(DATASET EXCERPTS)
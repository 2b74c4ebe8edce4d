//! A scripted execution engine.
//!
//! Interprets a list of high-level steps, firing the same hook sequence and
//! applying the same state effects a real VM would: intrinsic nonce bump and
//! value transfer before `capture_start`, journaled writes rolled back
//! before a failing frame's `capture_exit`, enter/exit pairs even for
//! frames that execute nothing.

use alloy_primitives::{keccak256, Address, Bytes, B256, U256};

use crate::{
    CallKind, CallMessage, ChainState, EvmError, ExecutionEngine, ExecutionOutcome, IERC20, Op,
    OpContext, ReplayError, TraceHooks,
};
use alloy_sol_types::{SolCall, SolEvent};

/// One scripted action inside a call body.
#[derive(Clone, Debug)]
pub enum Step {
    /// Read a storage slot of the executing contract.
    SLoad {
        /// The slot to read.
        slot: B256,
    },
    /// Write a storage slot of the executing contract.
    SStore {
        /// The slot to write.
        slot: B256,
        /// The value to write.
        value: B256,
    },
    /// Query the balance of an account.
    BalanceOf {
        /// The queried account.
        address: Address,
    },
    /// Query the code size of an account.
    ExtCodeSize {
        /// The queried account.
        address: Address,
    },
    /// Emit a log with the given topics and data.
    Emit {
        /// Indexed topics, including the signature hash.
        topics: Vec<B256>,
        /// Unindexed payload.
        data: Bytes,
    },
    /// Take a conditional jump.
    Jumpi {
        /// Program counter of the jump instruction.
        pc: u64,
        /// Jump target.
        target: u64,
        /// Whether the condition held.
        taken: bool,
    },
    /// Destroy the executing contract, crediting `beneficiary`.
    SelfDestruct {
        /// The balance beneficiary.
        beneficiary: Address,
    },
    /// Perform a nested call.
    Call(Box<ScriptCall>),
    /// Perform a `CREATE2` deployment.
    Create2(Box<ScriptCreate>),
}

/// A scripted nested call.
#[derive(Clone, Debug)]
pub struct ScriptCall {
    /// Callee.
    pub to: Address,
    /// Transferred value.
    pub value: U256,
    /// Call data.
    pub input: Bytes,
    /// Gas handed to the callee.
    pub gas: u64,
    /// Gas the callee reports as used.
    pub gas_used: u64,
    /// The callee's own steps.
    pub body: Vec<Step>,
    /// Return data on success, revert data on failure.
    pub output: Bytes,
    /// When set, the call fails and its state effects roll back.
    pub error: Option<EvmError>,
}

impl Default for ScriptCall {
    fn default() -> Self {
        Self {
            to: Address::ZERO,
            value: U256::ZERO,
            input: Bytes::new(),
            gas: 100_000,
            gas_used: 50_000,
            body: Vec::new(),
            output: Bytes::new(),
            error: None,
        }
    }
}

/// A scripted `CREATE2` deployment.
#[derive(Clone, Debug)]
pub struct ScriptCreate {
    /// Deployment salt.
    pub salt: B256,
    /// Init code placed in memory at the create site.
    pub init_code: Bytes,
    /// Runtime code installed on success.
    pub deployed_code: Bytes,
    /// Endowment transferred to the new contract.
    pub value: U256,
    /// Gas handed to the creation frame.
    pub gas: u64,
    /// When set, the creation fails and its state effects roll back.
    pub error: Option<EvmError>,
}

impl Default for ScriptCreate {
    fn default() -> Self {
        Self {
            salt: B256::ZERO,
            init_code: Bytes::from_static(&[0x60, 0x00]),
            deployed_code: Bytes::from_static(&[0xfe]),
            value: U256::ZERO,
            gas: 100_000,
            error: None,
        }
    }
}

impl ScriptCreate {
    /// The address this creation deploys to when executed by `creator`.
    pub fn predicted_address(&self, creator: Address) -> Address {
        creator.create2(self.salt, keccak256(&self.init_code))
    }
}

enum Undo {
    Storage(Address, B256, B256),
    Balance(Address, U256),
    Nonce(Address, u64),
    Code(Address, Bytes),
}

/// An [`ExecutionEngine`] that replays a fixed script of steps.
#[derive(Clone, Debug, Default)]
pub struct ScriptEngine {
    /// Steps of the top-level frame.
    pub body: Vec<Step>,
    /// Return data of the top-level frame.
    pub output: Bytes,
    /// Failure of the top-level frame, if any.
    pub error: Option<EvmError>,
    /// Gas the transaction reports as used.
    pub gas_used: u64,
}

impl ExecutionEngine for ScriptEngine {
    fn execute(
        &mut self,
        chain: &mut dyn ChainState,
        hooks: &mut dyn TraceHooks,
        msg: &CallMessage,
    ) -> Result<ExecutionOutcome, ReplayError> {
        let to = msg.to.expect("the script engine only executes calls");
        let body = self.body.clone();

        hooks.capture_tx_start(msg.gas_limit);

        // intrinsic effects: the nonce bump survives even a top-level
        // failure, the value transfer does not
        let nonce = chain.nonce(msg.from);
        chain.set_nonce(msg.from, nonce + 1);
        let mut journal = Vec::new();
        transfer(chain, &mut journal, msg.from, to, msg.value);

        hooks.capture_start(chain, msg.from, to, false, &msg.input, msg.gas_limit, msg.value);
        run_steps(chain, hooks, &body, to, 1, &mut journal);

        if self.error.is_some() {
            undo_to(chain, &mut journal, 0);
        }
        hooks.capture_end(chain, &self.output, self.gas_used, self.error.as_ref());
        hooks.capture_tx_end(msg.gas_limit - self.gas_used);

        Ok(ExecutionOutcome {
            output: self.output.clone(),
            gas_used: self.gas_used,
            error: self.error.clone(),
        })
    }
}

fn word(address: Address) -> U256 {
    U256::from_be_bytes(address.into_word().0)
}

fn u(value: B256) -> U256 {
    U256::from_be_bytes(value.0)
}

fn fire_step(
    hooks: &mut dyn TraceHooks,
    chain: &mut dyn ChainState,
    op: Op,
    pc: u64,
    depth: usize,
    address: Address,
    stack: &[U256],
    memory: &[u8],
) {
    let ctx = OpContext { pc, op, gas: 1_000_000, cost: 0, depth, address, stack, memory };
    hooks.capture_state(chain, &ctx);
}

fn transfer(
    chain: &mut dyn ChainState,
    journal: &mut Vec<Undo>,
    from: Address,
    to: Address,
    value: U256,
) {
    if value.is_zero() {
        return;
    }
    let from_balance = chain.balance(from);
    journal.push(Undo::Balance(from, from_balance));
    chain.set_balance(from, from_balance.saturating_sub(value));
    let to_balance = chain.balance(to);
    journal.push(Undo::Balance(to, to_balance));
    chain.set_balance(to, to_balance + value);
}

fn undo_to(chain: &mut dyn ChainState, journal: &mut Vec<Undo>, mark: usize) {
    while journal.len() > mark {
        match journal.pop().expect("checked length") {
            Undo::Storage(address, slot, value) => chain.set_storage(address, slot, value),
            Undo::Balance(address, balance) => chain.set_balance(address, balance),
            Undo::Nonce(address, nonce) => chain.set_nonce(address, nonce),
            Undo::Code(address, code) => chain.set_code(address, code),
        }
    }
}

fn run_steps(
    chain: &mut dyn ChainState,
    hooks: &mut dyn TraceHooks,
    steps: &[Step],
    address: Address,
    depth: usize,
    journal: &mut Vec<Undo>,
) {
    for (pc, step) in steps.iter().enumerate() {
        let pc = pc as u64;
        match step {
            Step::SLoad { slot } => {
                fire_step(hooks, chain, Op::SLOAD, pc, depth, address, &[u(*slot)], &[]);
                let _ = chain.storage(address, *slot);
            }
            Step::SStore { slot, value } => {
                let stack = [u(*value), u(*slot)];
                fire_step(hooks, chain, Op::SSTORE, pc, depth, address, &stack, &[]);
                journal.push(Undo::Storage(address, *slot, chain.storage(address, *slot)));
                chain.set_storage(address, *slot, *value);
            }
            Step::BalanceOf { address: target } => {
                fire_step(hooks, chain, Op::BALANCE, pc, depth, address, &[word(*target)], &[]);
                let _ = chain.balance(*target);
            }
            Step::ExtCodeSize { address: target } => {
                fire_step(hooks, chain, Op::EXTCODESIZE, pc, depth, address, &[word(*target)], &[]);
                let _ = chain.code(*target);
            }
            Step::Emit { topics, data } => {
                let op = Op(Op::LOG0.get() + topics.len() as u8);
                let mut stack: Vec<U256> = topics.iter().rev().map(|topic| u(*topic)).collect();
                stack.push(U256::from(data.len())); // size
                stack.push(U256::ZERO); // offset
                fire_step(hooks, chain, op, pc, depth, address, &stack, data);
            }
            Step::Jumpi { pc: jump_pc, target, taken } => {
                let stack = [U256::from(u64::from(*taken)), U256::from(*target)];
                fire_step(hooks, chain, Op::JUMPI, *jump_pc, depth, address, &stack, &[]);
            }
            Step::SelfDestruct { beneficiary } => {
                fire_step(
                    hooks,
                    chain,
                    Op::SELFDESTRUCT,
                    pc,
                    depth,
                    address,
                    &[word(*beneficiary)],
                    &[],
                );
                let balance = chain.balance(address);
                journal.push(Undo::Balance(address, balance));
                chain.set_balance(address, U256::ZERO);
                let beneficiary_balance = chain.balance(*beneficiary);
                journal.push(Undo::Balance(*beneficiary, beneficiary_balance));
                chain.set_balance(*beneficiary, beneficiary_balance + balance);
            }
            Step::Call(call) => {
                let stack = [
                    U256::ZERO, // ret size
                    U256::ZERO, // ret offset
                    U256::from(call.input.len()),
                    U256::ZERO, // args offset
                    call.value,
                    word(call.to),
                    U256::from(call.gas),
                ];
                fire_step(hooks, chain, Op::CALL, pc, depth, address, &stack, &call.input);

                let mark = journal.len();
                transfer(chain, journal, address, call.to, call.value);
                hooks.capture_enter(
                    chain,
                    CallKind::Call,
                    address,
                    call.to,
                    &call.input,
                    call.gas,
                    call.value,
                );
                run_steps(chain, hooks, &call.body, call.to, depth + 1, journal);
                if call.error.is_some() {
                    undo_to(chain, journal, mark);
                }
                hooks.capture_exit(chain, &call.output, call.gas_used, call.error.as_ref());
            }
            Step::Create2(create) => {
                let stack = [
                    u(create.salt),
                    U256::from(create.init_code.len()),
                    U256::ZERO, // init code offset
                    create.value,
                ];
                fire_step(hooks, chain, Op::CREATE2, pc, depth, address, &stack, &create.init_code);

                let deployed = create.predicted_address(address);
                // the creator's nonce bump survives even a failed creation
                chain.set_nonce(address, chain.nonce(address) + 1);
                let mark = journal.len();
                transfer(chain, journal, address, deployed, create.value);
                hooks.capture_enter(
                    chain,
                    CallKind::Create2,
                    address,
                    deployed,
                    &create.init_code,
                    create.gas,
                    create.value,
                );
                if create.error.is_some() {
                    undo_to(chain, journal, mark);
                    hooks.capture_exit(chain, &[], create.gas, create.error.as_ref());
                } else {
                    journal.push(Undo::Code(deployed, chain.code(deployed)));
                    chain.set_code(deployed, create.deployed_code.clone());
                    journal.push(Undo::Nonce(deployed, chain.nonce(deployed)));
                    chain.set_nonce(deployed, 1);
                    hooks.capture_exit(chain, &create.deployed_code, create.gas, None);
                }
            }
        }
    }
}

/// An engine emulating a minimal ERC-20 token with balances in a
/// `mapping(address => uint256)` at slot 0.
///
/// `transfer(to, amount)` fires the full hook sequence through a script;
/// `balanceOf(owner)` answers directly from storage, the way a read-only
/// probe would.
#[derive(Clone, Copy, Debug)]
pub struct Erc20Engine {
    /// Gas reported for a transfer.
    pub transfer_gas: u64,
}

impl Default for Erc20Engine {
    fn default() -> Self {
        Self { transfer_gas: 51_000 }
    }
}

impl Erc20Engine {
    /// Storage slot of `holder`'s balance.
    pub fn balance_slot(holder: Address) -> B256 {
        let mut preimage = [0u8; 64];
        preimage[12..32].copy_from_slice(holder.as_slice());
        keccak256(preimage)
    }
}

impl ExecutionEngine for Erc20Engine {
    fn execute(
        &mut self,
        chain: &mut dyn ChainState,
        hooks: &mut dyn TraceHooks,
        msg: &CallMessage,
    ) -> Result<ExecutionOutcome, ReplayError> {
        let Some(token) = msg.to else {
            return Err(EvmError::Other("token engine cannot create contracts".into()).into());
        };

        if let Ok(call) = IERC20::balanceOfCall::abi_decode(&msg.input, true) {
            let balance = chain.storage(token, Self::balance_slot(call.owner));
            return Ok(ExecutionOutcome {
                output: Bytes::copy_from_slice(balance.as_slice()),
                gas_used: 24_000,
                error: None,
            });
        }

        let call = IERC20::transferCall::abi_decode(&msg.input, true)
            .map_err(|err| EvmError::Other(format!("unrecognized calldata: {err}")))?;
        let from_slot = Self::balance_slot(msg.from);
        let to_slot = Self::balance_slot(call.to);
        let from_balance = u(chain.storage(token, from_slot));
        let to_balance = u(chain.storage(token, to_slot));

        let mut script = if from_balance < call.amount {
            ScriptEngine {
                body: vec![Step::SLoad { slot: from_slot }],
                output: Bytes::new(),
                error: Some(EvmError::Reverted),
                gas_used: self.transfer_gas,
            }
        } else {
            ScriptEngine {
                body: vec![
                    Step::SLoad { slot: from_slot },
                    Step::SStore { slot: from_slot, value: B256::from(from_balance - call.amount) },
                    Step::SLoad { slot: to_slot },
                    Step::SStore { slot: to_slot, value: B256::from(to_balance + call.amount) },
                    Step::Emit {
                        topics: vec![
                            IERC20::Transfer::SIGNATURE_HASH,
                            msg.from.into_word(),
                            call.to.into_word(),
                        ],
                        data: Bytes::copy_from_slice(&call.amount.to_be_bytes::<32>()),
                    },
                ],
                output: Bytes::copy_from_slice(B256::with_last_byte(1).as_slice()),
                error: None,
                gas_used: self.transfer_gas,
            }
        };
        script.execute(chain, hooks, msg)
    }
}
(End DATASET EXCERPTS)
(DATASET EXCERPTS)
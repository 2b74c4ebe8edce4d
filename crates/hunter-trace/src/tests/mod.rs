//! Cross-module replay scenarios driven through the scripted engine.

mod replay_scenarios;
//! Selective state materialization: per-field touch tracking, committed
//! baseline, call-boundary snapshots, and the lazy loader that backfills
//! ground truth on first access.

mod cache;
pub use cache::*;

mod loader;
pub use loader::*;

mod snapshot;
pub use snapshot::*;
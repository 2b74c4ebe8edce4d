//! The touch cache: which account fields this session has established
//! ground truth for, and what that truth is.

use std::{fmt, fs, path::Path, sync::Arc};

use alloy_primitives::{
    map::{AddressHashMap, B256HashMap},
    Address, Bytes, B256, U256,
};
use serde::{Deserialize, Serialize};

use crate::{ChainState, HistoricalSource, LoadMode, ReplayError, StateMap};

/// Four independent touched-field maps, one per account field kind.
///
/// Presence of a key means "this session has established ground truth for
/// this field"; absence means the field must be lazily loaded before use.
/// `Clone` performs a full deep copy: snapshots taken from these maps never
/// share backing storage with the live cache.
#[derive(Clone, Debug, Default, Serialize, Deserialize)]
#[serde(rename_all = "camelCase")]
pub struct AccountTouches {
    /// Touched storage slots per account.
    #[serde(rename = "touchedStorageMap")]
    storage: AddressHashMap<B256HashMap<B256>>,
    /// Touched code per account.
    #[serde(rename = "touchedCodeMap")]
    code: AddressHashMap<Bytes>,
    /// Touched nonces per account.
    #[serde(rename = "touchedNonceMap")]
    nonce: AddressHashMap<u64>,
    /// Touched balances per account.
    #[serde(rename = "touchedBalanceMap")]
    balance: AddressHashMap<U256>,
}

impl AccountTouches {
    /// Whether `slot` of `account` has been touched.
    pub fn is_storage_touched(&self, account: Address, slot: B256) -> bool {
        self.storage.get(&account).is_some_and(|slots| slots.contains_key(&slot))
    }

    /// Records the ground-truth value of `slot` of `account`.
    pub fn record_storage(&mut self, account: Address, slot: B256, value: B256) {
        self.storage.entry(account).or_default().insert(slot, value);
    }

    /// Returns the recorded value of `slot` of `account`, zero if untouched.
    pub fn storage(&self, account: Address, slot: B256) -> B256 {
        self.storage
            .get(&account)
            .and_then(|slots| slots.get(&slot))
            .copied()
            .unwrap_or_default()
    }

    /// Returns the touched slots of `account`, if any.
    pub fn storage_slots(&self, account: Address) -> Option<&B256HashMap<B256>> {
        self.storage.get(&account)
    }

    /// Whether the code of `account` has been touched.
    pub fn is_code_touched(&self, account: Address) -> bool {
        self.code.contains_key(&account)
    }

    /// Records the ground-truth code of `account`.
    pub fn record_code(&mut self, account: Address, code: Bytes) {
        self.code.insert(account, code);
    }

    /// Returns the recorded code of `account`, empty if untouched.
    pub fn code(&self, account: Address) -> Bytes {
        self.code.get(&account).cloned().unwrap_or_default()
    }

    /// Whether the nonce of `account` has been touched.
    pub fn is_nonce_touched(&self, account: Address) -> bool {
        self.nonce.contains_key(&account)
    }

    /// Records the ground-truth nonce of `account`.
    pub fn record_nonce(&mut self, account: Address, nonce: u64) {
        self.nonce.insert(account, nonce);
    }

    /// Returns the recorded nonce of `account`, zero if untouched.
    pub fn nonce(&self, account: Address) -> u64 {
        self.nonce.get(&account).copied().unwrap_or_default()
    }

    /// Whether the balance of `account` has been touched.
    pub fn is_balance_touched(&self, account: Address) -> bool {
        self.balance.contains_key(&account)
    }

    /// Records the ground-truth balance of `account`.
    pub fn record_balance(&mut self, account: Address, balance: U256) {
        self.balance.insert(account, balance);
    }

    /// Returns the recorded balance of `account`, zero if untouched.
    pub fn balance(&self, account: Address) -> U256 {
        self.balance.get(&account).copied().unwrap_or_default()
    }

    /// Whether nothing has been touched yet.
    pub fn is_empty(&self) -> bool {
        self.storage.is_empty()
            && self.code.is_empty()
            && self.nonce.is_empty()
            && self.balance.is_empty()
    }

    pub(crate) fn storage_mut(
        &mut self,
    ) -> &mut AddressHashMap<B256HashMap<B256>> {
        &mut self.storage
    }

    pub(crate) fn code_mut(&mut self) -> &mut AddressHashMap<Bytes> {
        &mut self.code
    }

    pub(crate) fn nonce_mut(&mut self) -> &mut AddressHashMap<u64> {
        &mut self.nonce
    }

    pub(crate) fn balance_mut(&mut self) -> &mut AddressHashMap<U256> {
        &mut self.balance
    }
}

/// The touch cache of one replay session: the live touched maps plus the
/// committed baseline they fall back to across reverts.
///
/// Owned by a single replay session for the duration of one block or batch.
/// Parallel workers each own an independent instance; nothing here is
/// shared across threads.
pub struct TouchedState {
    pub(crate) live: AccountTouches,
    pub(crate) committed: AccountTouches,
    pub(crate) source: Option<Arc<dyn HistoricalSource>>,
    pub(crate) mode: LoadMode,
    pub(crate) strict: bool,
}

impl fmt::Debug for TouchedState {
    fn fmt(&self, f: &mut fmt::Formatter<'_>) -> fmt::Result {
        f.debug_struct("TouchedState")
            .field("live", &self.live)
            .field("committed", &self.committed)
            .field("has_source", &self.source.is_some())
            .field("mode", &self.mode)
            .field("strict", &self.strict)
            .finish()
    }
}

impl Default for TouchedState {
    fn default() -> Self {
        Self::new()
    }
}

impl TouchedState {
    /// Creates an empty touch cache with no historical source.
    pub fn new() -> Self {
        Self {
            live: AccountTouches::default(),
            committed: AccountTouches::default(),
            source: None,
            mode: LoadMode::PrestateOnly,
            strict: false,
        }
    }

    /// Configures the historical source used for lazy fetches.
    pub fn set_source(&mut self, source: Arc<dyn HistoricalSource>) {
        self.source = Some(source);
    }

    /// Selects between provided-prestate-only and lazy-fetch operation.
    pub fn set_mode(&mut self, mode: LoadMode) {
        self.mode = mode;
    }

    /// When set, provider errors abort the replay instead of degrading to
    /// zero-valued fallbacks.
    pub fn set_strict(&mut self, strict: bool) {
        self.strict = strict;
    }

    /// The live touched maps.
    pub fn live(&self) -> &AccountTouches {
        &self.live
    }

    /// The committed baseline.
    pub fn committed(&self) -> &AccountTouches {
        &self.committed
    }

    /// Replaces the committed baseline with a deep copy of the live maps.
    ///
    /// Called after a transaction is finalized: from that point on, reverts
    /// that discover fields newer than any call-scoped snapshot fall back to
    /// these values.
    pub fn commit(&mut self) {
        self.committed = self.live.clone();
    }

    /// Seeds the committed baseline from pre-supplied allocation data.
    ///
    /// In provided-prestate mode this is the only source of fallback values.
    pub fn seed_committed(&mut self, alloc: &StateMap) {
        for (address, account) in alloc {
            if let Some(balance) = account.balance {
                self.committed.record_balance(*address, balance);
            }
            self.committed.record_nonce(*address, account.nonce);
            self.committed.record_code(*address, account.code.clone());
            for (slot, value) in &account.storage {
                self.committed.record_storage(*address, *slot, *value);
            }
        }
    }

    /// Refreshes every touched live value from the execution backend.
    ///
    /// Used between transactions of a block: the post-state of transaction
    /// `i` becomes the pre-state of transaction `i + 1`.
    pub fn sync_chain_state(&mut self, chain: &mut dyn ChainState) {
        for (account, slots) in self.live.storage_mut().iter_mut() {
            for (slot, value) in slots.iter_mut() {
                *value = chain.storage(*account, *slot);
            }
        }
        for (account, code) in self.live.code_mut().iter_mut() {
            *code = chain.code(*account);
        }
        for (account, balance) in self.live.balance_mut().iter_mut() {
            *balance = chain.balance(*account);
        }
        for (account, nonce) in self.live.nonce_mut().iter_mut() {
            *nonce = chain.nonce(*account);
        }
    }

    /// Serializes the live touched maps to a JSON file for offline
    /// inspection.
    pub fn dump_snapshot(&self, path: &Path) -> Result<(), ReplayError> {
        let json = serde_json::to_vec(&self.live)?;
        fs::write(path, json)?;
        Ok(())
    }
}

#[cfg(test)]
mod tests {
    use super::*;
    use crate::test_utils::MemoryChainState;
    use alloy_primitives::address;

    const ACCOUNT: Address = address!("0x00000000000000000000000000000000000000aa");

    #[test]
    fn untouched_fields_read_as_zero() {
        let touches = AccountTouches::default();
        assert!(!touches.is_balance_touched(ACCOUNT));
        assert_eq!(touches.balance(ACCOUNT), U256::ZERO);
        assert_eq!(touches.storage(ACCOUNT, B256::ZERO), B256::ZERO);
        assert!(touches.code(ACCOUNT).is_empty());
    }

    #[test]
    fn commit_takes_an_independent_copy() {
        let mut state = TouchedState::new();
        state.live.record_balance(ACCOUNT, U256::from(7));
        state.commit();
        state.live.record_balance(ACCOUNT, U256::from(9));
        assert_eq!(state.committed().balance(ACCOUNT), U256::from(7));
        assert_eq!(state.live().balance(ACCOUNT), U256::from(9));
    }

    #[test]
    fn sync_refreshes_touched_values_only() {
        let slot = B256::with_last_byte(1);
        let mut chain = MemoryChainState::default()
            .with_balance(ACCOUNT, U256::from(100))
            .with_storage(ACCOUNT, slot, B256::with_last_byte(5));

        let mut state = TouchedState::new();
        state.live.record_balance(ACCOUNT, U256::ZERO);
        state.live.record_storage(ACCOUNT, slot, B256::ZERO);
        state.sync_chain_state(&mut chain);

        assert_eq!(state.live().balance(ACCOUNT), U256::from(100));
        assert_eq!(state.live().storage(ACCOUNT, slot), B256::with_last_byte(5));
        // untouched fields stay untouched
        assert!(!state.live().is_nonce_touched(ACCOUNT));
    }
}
(End DATASET EXCERPTS)
**TO DO:** The string "expect" marks the lines to copy; report each of them from the data above.

**EXERCISE RESULT:**
        let to = msg.to.expect("the script engine only executes calls");
        match journal.pop().expect("checked length") {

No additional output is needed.